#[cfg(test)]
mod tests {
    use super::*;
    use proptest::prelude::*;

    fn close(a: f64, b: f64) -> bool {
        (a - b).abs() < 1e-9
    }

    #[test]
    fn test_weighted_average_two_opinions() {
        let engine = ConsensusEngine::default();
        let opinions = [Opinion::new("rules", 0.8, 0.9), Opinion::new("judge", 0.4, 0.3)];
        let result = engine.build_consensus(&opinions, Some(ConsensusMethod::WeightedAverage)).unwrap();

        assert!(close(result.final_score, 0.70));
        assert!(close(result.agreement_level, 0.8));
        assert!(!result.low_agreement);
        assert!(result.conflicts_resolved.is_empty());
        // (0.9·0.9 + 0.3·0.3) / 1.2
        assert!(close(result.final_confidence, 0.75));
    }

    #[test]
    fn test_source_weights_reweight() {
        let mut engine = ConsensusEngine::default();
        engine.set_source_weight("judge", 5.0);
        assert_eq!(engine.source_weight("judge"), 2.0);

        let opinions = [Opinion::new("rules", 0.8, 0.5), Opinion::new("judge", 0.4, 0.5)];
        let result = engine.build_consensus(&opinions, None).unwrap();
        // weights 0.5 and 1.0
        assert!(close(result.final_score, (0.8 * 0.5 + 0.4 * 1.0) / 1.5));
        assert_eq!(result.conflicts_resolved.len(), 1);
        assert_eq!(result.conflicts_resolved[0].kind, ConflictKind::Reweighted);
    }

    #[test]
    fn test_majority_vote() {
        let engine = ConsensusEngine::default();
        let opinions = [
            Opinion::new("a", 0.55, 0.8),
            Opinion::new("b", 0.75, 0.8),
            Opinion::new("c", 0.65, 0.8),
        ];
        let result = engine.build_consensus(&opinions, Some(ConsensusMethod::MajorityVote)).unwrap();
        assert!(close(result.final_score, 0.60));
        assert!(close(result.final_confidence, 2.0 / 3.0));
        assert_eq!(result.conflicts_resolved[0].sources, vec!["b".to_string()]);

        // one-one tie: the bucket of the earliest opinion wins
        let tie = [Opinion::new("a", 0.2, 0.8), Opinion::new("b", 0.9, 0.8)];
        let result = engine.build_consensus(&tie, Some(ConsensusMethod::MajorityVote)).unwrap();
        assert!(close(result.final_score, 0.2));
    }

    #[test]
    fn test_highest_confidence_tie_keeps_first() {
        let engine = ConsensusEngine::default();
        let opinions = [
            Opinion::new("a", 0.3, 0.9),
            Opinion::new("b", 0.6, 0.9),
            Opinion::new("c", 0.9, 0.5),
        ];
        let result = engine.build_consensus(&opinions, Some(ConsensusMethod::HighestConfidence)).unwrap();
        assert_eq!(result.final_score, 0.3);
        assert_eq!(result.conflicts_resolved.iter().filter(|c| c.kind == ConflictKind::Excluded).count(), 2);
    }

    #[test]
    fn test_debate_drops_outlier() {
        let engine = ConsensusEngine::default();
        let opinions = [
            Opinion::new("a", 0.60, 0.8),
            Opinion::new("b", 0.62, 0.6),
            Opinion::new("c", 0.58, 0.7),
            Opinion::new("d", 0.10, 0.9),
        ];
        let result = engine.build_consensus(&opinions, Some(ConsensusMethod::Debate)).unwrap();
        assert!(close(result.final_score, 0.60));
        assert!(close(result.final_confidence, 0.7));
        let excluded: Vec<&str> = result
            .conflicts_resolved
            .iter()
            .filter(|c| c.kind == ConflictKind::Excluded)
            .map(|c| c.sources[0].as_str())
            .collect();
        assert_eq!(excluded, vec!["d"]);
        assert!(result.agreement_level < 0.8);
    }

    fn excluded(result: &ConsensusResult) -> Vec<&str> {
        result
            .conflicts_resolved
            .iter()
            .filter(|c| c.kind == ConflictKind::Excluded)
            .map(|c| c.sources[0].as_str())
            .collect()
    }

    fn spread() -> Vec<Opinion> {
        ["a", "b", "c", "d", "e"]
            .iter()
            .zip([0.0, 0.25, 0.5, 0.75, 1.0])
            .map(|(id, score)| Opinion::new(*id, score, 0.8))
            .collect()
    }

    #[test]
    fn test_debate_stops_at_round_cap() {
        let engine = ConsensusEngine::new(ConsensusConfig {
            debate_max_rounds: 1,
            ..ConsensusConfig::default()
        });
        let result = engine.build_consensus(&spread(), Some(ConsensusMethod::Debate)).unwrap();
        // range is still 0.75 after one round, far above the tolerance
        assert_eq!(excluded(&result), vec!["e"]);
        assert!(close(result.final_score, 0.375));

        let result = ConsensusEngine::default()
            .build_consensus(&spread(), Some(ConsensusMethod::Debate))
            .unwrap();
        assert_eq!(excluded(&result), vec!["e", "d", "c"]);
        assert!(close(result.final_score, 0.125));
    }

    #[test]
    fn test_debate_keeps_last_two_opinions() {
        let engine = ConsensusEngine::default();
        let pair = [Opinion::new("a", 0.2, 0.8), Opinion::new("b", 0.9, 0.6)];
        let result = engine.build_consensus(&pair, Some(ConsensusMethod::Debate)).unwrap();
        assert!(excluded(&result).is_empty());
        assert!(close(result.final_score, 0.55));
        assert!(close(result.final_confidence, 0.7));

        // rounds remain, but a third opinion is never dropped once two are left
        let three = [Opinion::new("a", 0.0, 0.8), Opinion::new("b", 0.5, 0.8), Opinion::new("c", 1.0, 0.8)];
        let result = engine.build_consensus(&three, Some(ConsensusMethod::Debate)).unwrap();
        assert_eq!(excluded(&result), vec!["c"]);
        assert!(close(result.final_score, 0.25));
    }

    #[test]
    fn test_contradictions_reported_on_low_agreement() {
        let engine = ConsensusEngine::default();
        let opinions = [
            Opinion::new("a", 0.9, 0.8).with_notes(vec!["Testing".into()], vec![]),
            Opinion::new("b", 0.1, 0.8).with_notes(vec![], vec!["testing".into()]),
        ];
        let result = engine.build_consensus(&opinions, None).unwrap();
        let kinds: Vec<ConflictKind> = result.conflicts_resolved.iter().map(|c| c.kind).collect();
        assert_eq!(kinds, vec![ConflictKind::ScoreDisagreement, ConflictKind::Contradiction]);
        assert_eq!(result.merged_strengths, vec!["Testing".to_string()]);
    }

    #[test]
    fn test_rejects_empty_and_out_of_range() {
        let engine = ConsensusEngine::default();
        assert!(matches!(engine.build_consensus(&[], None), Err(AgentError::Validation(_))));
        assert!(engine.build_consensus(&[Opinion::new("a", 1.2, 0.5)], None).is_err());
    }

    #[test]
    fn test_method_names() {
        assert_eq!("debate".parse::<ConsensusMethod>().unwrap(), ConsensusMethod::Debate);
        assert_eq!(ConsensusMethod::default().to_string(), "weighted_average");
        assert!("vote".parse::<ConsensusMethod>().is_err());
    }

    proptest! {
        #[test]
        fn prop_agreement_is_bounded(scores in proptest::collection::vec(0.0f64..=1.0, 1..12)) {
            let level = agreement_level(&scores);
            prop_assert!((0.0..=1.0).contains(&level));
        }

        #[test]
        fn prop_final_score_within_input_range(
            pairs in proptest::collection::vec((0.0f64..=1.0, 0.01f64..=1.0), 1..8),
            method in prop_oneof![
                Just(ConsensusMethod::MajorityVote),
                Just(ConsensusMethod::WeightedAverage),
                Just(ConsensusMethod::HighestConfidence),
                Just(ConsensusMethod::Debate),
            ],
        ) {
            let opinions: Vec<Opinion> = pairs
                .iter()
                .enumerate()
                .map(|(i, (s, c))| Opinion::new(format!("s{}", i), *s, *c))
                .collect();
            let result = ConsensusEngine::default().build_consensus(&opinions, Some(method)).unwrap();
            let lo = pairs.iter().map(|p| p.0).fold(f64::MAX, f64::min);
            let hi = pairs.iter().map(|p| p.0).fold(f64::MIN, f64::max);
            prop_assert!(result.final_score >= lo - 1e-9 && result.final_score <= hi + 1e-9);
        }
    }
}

———

- WHAT YOU HAVE TO DO
Every line above that includes the string "spread" needs to be copied.

- YOUR RESPONSE
    fn spread() -> Vec<Opinion> {
        let result = engine.build_consensus(&spread(), Some(ConsensusMethod::Debate)).unwrap();
            .build_consensus(&spread(), Some(ConsensusMethod::Debate))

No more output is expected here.